Le torchon brûle entre la France et le Brésil, alimenté par les feux en Amazonie. Alors que le président français a multiplié les sorties sur « une crise internationale » qui menace, « le poumon de notre planète qui produit 20 % de notre oxygène » en amont du G7, qui s’est tenu à Biarritz de samedi à lundi, alors que le Brésil faisait la sourde oreille. Aussi, Emmanuel Macron a annoncé sont intention de s’opposer à l’accord entre l’Union européenne et le Mercosur pour non-respect des Accords de Paris sur le climat par le gouvernement de Jair Bolsonaro, controversé dirigeant brésilien, climatosceptique notoire, dont les prises de position auraient encouragé les orpailleurs clandestins du pays.

Sous la pression, le Brésil a fini par prendre des mesures plus sérieuses dimanche en envoyant notamment deux avions militaires C-130 Hercules afin de luter contre la propagation de ces incendies. Une bonne nouvelle, qui interroge toutefois : pourquoi attendre aussi longtemps alors que les flammes l’Institut national de recherche spatiale fait état de 79 513 feux de forêt depuis le début de l’année sur le seul territoire brésilien, soit « ne augmentation de 83 % par rapport à la même période en 2018 » assure l’organisme. De même, l’Agence spatiale brésilienne a estimé que l’activité actuelle des feux de forêt est inhabituelle par rapport à la majeure partie de la dernière décennie.
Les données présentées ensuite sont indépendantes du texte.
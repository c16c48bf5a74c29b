//! Command Handler Module
//!
//! This module implements the command processing layer for KVSS.
//! It receives request lines, executes them against the store,
//! and returns the status line to send back.
//!
//! ## Architecture
//!
//! ```text
//! Client Request
//!       │
//!       ▼
//! ┌─────────────────┐
//! │  KV/1.0 Parser  │  (protocol module)
//! └────────┬────────┘
//!          │
//!          ▼
//! ┌─────────────────┐
//! │ CommandHandler  │  (this module)
//! │                 │
//! │  - Dispatch     │
//! │  - Validate     │
//! │  - Execute      │
//! └────────┬────────┘
//!          │
//!          ▼
//! ┌─────────────────┐
//! │     Store       │  (storage module)
//! └─────────────────┘
//! ```

pub mod handler;

pub use handler::CommandHandler;
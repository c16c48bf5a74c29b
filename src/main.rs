//! KVSS - Key-Value Store Service
//!
//! This is the main entry point for the KVSS server.
//! It parses the listen address, sets up logging, and runs the accept loop
//! until Ctrl+C, then waits for open connections to finish.

use anyhow::Context;
use clap::Parser;
use kvss::{Config, Server, DEFAULT_BACKLOG, DEFAULT_HOST, DEFAULT_PORT};
use std::net::SocketAddr;
use std::sync::atomic::Ordering;
use std::time::Duration;
use tokio::signal;
use tracing::{error, info, warn};
use tracing_subscriber::EnvFilter;

/// KVSS server
#[derive(Parser, Debug)]
#[command(name = "kvss")]
#[command(about = "In-memory key-value store speaking the KV/1.0 line protocol")]
#[command(version)]
struct Args {
    /// Host to bind to
    #[arg(short = 'H', long, default_value = DEFAULT_HOST)]
    host: String,

    /// Port to listen on
    #[arg(short, long, default_value_t = DEFAULT_PORT)]
    port: u16,

    /// Maximum number of pending connections
    #[arg(long, default_value_t = DEFAULT_BACKLOG)]
    backlog: u32,
}

fn print_banner(addr: SocketAddr) {
    println!(
        r#"
KVSS v{} - Key-Value Store Service
──────────────────────────────────────────────────────────────
Server started on {}
Protocol: KV/1.0 (one request line in, one status line out)

Try it:
    $ nc {} {}
    KV/1.0 PUT user42 Alice
    201 CREATED

Use Ctrl+C to shutdown gracefully.
"#,
        kvss::VERSION,
        addr,
        addr.ip(),
        addr.port()
    );
}

#[tokio::main]
async fn main() -> anyhow::Result<()> {
    let args = Args::parse();

    // Set up logging
    let filter = EnvFilter::try_from_default_env().unwrap_or_else(|_| EnvFilter::new("info"));
    tracing_subscriber::fmt()
        .with_env_filter(filter)
        .with_target(false)
        .init();

    let config = Config::builder()
        .host(args.host)
        .port(args.port)
        .backlog(args.backlog)
        .build();

    let server = Server::bind(&config)
        .await
        .with_context(|| format!("failed to listen on {}", config.bind_address()))?;

    print_banner(server.local_addr());

    let stats = server.stats();
    let shutdown = server.shutdown_handle();

    // Set up graceful shutdown
    tokio::spawn(async move {
        match signal::ctrl_c().await {
            Ok(()) => {
                info!("Shutdown signal received, stopping server...");
                shutdown.shutdown();
            }
            Err(e) => error!("Failed to install Ctrl+C handler: {}", e),
        }
    });

    server.run().await;

    // Let connected clients finish; a second Ctrl+C stops waiting
    let active = stats.active_connections.load(Ordering::Relaxed);
    if active > 0 {
        info!(active, "Waiting for open connections to close (Ctrl+C again to force)");
        tokio::select! {
            _ = stats.wait_until_idle(Duration::from_millis(100)) => {
                info!("All connections closed");
            }
            _ = signal::ctrl_c() => {
                warn!(
                    active = stats.active_connections.load(Ordering::Relaxed),
                    "Forced shutdown, dropping open connections"
                );
            }
        }
    }

    info!(
        connections = stats.connections_accepted.load(Ordering::Relaxed),
        active = stats.active_connections.load(Ordering::Relaxed),
        commands = stats.commands_processed.load(Ordering::Relaxed),
        bytes_read = stats.bytes_read.load(Ordering::Relaxed),
        bytes_written = stats.bytes_written.load(Ordering::Relaxed),
        "Server shutdown complete"
    );
    Ok(())
}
« Les feux à basse altitude dans la forêt tropicale ne sont pas rares. Même dans les forêts vierges, les incendies peuvent causer la perte de milliers d’hectares de forêt pendant les années sèches » note Rhett Butler, fondateur du site d’information Mongabay. « La différence entre ces incendies et les incendies que nous connaissons de plus en plus aujourd’hui, c’est leur fréquence et leur niveau d’intensité. Les feux naturels en Amazonie ne sont jamais dévastateurs. Généralement, ces feux ont des flammes qui n’atteignent que quelques centimètres de hauteur et n’ont pratiquement aucun impact sur les grands arbres ou sur la canopée elle-même ».

La guerre des déclarations

S’il a finalement accepté de prendre une première mesure contre ces incendies massifs, Bolsonaro n’a pas du tout apprécié recevoir de leçon. Aussi, son pays a annoncé ce matin refuser une enveloppe de 20 millions de dollars du G7collectée à l’initiative de M Macron pour aider les pays d’Amazonie touchés par ces incendies. Une initiative qui aura valu à ce dernier d’être qualifié de « colonialiste » ; « d’idiot » et de « menteur » pour avoir estimé que « l’Amazonie absorbe 14% du CO2 mondial » et de ce fait, « aucun pays ne peut dire que ça le concerne seul. Depuis, les tensions entre la France et le Brésil se sont substantiellement accrues.

Onyx Lorenzoni, chef de cabinet du président Jair Bolsonaro, y est aussi allé de ses remontrances, déclarant que le budget du G7 sera « peut-être plus pertinent pour la reforestation de l’Europe ». Ce dernier a renchéri, dans un mélange des genres du meilleur goût : « Macron n’arrive même pas à éviter un incendie prévisible dans une église qui fait partie du patrimoine mondial de l’humanité, et il veut nous donner des leçons pour notre pays ». Avant ces déclarations, le ministre de l’Environnement, Ricardo Salles, avait pourtant estimé que l’aide proposée par le G7 était « bienvenue ». Le changement de ton est donc notable.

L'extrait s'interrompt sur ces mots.